##### Available data #####
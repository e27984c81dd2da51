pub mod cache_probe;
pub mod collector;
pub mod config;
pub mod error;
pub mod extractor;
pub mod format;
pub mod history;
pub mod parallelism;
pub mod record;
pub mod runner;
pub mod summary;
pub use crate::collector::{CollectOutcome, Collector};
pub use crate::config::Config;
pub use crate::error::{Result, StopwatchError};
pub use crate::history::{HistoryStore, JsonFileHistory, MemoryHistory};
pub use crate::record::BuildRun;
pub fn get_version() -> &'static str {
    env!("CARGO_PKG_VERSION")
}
#####
##### Available data #####
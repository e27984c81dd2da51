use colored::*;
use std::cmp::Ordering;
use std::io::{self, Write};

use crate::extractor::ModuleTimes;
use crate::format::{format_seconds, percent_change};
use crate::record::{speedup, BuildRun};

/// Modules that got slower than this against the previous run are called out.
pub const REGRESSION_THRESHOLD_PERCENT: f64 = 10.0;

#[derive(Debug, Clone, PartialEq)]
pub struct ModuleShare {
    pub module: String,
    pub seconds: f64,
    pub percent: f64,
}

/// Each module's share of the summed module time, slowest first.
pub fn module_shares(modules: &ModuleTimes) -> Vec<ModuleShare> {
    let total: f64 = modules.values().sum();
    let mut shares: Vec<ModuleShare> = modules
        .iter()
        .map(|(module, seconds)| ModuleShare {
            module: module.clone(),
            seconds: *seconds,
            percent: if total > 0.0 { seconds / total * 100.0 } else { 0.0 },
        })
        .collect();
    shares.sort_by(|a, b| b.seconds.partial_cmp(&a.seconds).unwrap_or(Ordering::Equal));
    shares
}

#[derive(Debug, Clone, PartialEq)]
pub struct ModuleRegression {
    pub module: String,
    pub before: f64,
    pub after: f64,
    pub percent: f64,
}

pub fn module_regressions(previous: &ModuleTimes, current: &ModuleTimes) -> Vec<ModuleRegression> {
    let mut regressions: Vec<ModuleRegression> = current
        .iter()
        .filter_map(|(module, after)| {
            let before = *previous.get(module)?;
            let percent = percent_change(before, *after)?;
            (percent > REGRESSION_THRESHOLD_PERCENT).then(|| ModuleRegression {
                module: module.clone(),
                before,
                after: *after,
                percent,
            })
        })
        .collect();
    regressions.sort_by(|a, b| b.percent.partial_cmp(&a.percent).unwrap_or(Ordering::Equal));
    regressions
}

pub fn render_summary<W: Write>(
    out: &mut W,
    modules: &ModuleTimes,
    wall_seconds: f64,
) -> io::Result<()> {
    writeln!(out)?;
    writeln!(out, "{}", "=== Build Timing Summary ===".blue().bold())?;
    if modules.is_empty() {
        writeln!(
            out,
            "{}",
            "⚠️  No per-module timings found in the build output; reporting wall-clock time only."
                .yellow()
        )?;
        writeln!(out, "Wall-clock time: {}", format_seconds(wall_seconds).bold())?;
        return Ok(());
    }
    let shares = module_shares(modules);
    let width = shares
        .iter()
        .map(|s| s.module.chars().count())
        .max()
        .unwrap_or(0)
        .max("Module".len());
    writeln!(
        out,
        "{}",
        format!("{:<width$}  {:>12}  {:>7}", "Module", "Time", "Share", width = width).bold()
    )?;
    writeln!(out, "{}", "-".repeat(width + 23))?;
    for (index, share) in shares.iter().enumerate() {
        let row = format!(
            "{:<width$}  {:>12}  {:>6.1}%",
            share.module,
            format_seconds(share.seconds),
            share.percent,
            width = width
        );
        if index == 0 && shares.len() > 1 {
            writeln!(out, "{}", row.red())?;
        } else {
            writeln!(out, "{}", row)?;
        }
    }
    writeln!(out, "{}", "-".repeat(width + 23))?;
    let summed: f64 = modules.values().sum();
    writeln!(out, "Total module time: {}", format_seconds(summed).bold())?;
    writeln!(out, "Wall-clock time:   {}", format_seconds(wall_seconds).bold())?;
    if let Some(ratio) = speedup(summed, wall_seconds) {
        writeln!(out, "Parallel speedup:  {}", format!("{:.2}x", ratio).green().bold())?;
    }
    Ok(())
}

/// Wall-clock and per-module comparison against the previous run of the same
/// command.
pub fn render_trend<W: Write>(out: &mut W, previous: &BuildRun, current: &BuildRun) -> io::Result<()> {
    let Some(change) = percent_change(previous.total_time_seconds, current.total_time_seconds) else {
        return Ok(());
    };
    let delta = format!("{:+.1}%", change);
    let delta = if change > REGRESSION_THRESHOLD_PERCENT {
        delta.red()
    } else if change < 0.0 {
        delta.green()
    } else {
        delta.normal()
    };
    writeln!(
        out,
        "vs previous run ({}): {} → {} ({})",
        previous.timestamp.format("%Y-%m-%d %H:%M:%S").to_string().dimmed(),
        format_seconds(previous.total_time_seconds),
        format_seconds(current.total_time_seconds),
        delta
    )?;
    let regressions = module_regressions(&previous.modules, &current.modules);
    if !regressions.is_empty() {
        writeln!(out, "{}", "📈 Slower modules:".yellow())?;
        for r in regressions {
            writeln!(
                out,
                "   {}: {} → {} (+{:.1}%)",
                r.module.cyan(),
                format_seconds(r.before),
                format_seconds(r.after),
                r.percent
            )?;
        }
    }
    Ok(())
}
#####
• [What is being asked] Find the count of lines in the data above where the word "summed" occurs, and write down only that count.

• [Response to the task] 4